- [Exercise description]:
Starting at the top of the entries, restate word for word each line up to and including the one with "const INT_ARGS: &'static [Register];".
########
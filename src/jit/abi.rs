//! Processor capability tables.
//!
//! A [`CallingConvention`] describes which registers carry arguments and
//! return values under one 64-bit ABI. Exactly one of them is the host
//! convention; the choice is made by `cfg` at build time and there is no
//! runtime dispatch on the host architecture.
//!
//! [`Processor`] is the value an emitter holds on to. It is zero-sized and
//! meant to be built once (`Processor::host()`) and passed by reference.

use std::marker::PhantomData;

use serde::Serialize;

use super::error::JitError;
use super::register::{Isa, RegClass, Register};

/// Register assignment of a native 64-bit calling convention.
///
/// Tables are constant data; nothing may mutate them at runtime.
pub trait CallingConvention: 'static {
    const ISA: Isa;
    const NAME: &'static str;
    /// Integer/pointer argument registers, in argument order.
    const INT_ARGS: &'static [Register];
    /// Floating-point argument registers, in argument order.
    const FLOAT_ARGS: &'static [Register];
    const INT_RETURN: Register;
    const FLOAT_RETURN: Register;
}

#[cfg(target_arch = "x86_64")]
pub type HostConvention = super::x86_64::SysV64;

#[cfg(target_arch = "aarch64")]
pub type HostConvention = super::aarch64::Aapcs64;

#[cfg(not(any(target_arch = "x86_64", target_arch = "aarch64")))]
compile_error!("vasm supports only x86_64 and aarch64 hosts");

/// Register queries for one calling convention.
pub struct Processor<C: CallingConvention = HostConvention> {
    _convention: PhantomData<C>,
}

/// Processor for the architecture this binary was built for.
pub type HostProcessor = Processor<HostConvention>;

impl Processor<HostConvention> {
    pub const fn host() -> Self {
        Self::new()
    }
}

impl<C: CallingConvention> Processor<C> {
    pub const fn new() -> Self {
        Self {
            _convention: PhantomData,
        }
    }

    pub fn isa(&self) -> Isa {
        C::ISA
    }

    pub fn convention_name(&self) -> &'static str {
        C::NAME
    }

    pub fn max_int_args(&self) -> usize {
        C::INT_ARGS.len()
    }

    pub fn max_float_args(&self) -> usize {
        C::FLOAT_ARGS.len()
    }

    pub fn is_int_arg_register(&self, index: usize) -> bool {
        index < self.max_int_args()
    }

    pub fn is_float_arg_register(&self, index: usize) -> bool {
        index < self.max_float_args()
    }

    /// Register carrying integer argument `index`.
    ///
    /// An index past the register-passed arguments is a caller bug; check
    /// [`is_int_arg_register`](Self::is_int_arg_register) first, or use
    /// [`int_arg_or`](Self::int_arg_or) when a stack fallback exists.
    pub fn int_arg(&self, index: usize) -> Result<Register, JitError> {
        lookup(C::INT_ARGS, RegClass::Int, index)
    }

    /// Register carrying float argument `index`. See [`int_arg`](Self::int_arg).
    pub fn float_arg(&self, index: usize) -> Result<Register, JitError> {
        lookup(C::FLOAT_ARGS, RegClass::Float, index)
    }

    /// Like [`int_arg`](Self::int_arg), but yields `default` when `index` is
    /// not passed in a register.
    pub fn int_arg_or(&self, index: usize, default: Register) -> Register {
        C::INT_ARGS.get(index).copied().unwrap_or(default)
    }

    pub fn float_arg_or(&self, index: usize, default: Register) -> Register {
        C::FLOAT_ARGS.get(index).copied().unwrap_or(default)
    }

    pub fn int_return(&self) -> Register {
        C::INT_RETURN
    }

    pub fn float_return(&self) -> Register {
        C::FLOAT_RETURN
    }

    /// Snapshot of the whole table, for diagnostics.
    pub fn describe(&self) -> AbiReport {
        AbiReport {
            isa: C::ISA,
            convention: C::NAME,
            int_args: C::INT_ARGS.to_vec(),
            float_args: C::FLOAT_ARGS.to_vec(),
            int_return: C::INT_RETURN,
            float_return: C::FLOAT_RETURN,
        }
    }
}

impl<C: CallingConvention> Default for Processor<C> {
    fn default() -> Self {
        Self::new()
    }
}

impl<C: CallingConvention> Clone for Processor<C> {
    fn clone(&self) -> Self {
        *self
    }
}

impl<C: CallingConvention> Copy for Processor<C> {}

impl<C: CallingConvention> std::fmt::Debug for Processor<C> {
    fn fmt(&self, f: &mut std::fmt::Formatter<'_>) -> std::fmt::Result {
        f.debug_struct("Processor")
            .field("isa", &C::ISA)
            .field("convention", &C::NAME)
            .finish()
    }
}

fn lookup(table: &[Register], class: RegClass, index: usize) -> Result<Register, JitError> {
    table.get(index).copied().ok_or(JitError::ArgumentOutOfRange {
        class,
        index,
        max: table.len(),
    })
}

/// Serializable view of a calling convention.
#[derive(Debug, Clone, Serialize)]
pub struct AbiReport {
    pub isa: Isa,
    pub convention: &'static str,
    pub int_args: Vec<Register>,
    pub float_args: Vec<Register>,
    pub int_return: Register,
    pub float_return: Register,
}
########
- [Written solution]:
filename src/jit/abi.rs
//! Processor capability tables.
//!
//! A [`CallingConvention`] describes which registers carry arguments and
//! return values under one 64-bit ABI. Exactly one of them is the host
//! convention; the choice is made by `cfg` at build time and there is no
//! runtime dispatch on the host architecture.
//!
//! [`Processor`] is the value an emitter holds on to. It is zero-sized and
//! meant to be built once (`Processor::host()`) and passed by reference.

use std::marker::PhantomData;

use serde::Serialize;

use super::error::JitError;
use super::register::{Isa, RegClass, Register};

/// Register assignment of a native 64-bit calling convention.
///
/// Tables are constant data; nothing may mutate them at runtime.
pub trait CallingConvention: 'static {
    const ISA: Isa;
    const NAME: &'static str;
    /// Integer/pointer argument registers, in argument order.
    const INT_ARGS: &'static [Register];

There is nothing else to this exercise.